Saved data entries
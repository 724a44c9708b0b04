use std::str::FromStr;

use chrono::{Datelike, NaiveDate};
use derive_more::Display;
use serde::{Deserialize, Serialize};
use thiserror::Error;
use utoipa::ToSchema;

use crate::sheet::date_range::{DateParseError, DateRange, parse_boundary_date};

#[derive(Debug, Error, PartialEq, Eq)]
#[error("invalid month key `{0}`, expected YYYY-MM")]
pub struct MonthKeyError(pub String);

/// `YYYY-MM` key of an attendance sheet.
#[derive(Debug, Display, Copy, Clone, Eq, PartialEq, Hash, Ord, PartialOrd, Serialize, Deserialize)]
#[display(fmt = "{:04}-{:02}", year, month)]
#[serde(try_from = "String", into = "String")]
pub struct MonthKey {
    year: i32,
    month: u32,
}

impl MonthKey {
    pub fn new(year: i32, month: u32) -> Result<Self, MonthKeyError> {
        NaiveDate::from_ymd_opt(year, month, 1)
            .map(|_| MonthKey { year, month })
            .ok_or_else(|| MonthKeyError(format!("{year}-{month}")))
    }

    pub fn first_day(&self) -> NaiveDate {
        NaiveDate::from_ymd_opt(self.year, self.month, 1).unwrap_or_default()
    }

    pub fn last_day(&self) -> NaiveDate {
        let (year, month) = if self.month == 12 {
            (self.year + 1, 1)
        } else {
            (self.year, self.month + 1)
        };
        NaiveDate::from_ymd_opt(year, month, 1)
            .and_then(|d| d.pred_opt())
            .unwrap_or_default()
    }

    /// e.g. `July 2025`
    pub fn label(&self) -> String {
        self.first_day().format("%B %Y").to_string()
    }
}

impl FromStr for MonthKey {
    type Err = MonthKeyError;

    fn from_str(s: &str) -> Result<Self, Self::Err> {
        let err = || MonthKeyError(s.to_string());
        let (year, month) = s.trim().split_once('-').ok_or_else(err)?;
        if year.len() != 4 || month.is_empty() || month.len() > 2 {
            return Err(err());
        }
        let year = year.parse::<i32>().map_err(|_| err())?;
        let month = month.parse::<u32>().map_err(|_| err())?;
        MonthKey::new(year, month).map_err(|_| err())
    }
}

impl TryFrom<String> for MonthKey {
    type Error = MonthKeyError;

    fn try_from(value: String) -> Result<Self, Self::Error> {
        value.parse()
    }
}

impl From<MonthKey> for String {
    fn from(key: MonthKey) -> Self {
        key.to_string()
    }
}

impl From<NaiveDate> for MonthKey {
    fn from(date: NaiveDate) -> Self {
        MonthKey {
            year: date.year(),
            month: date.month(),
        }
    }
}

/// Attendance sheet metadata as held by the backend.
#[derive(Debug, Clone, Serialize, Deserialize, ToSchema)]
#[serde(rename_all = "camelCase")]
pub struct SheetMeta {
    #[schema(example = "sheet-2025-07")]
    pub id: String,
    #[schema(example = "p-sgtps")]
    pub tender_id: String,
    #[schema(value_type = String, example = "2025-07")]
    pub month_year: MonthKey,
    /// `DD/MM/YYYY` or `YYYY-MM-DD`
    #[schema(example = "24/07/2025")]
    pub start_date: Option<String>,
    #[schema(example = "2025-08-23")]
    pub end_date: Option<String>,
    pub created_at: Option<String>,
}

impl SheetMeta {
    /// The sheet's day range; a sheet without explicit bounds covers its whole month.
    pub fn date_range(&self) -> Result<DateRange, DateParseError> {
        let start = match non_blank(&self.start_date) {
            Some(s) => parse_boundary_date(s)?,
            None => self.month_year.first_day(),
        };
        let end = match non_blank(&self.end_date) {
            Some(s) => parse_boundary_date(s)?,
            None => self.month_year.last_day(),
        };
        Ok(DateRange::new(start, end))
    }
}

fn non_blank(value: &Option<String>) -> Option<&str> {
    value.as_deref().map(str::trim).filter(|s| !s.is_empty())
}

#[derive(Debug, Clone, Serialize, Deserialize, ToSchema)]
#[serde(rename_all = "camelCase")]
pub struct CreateSheet {
    #[schema(value_type = String, example = "2025-07")]
    pub month_year: MonthKey,
    #[schema(example = "24/07/2025")]
    pub start_date: String,
    #[schema(example = "23/08/2025")]
    pub end_date: String,
}

/// Body sent upstream when creating a sheet.
#[derive(Debug, Clone, Serialize, Deserialize)]
#[serde(rename_all = "camelCase")]
pub struct CreateSheetUpstream {
    pub tender_id: String,
    pub month_year: MonthKey,
    pub start_date: String,
    pub end_date: String,
}

#[cfg(test)]
mod tests {
    use super::*;

    fn meta(start: Option<&str>, end: Option<&str>) -> SheetMeta {
        SheetMeta {
            id: "s-1".into(),
            tender_id: "p-1".into(),
            month_year: "2025-07".parse().unwrap(),
            start_date: start.map(String::from),
            end_date: end.map(String::from),
            created_at: None,
        }
    }

    #[test]
    fn month_key_parses_and_formats() {
        let key: MonthKey = "2025-7".parse().unwrap();
        assert_eq!(key.to_string(), "2025-07");
        assert_eq!(key.label(), "July 2025");
        assert!("2025-13".parse::<MonthKey>().is_err());
        assert!("July".parse::<MonthKey>().is_err());
        assert!("25-07".parse::<MonthKey>().is_err());
    }

    #[test]
    fn month_key_bounds_handle_december_and_leap_years() {
        let dec: MonthKey = "2024-12".parse().unwrap();
        assert_eq!(dec.last_day(), NaiveDate::from_ymd_opt(2024, 12, 31).unwrap());
        let feb: MonthKey = "2024-02".parse().unwrap();
        assert_eq!(feb.last_day(), NaiveDate::from_ymd_opt(2024, 2, 29).unwrap());
    }

    #[test]
    fn month_key_serializes_as_string() {
        let key: MonthKey = serde_json::from_str("\"2025-08\"").unwrap();
        assert_eq!(serde_json::to_string(&key).unwrap(), "\"2025-08\"");
        assert!(serde_json::from_str::<MonthKey>("\"2025-00\"").is_err());
    }

    #[test]
    fn sheet_range_accepts_mixed_boundary_formats() {
        let range = meta(Some("24/07/2025"), Some("2025-08-23")).date_range().unwrap();
        assert_eq!(range.len(), 31);
    }

    #[test]
    fn sheet_without_bounds_covers_the_month() {
        let range = meta(None, Some("  ")).date_range().unwrap();
        assert_eq!(range.len(), 31);
        assert_eq!(range.start(), NaiveDate::from_ymd_opt(2025, 7, 1).unwrap());
    }

    #[test]
    fn malformed_boundary_date_is_an_error() {
        assert!(meta(Some("31/06/2025"), None).date_range().is_err());
    }
}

(Assignment): The answer must be every line of the entries that includes the word "DateRange".

(Answer section):
use crate::sheet::date_range::{DateParseError, DateRange, parse_boundary_date};
    pub fn date_range(&self) -> Result<DateRange, DateParseError> {
        Ok(DateRange::new(start, end))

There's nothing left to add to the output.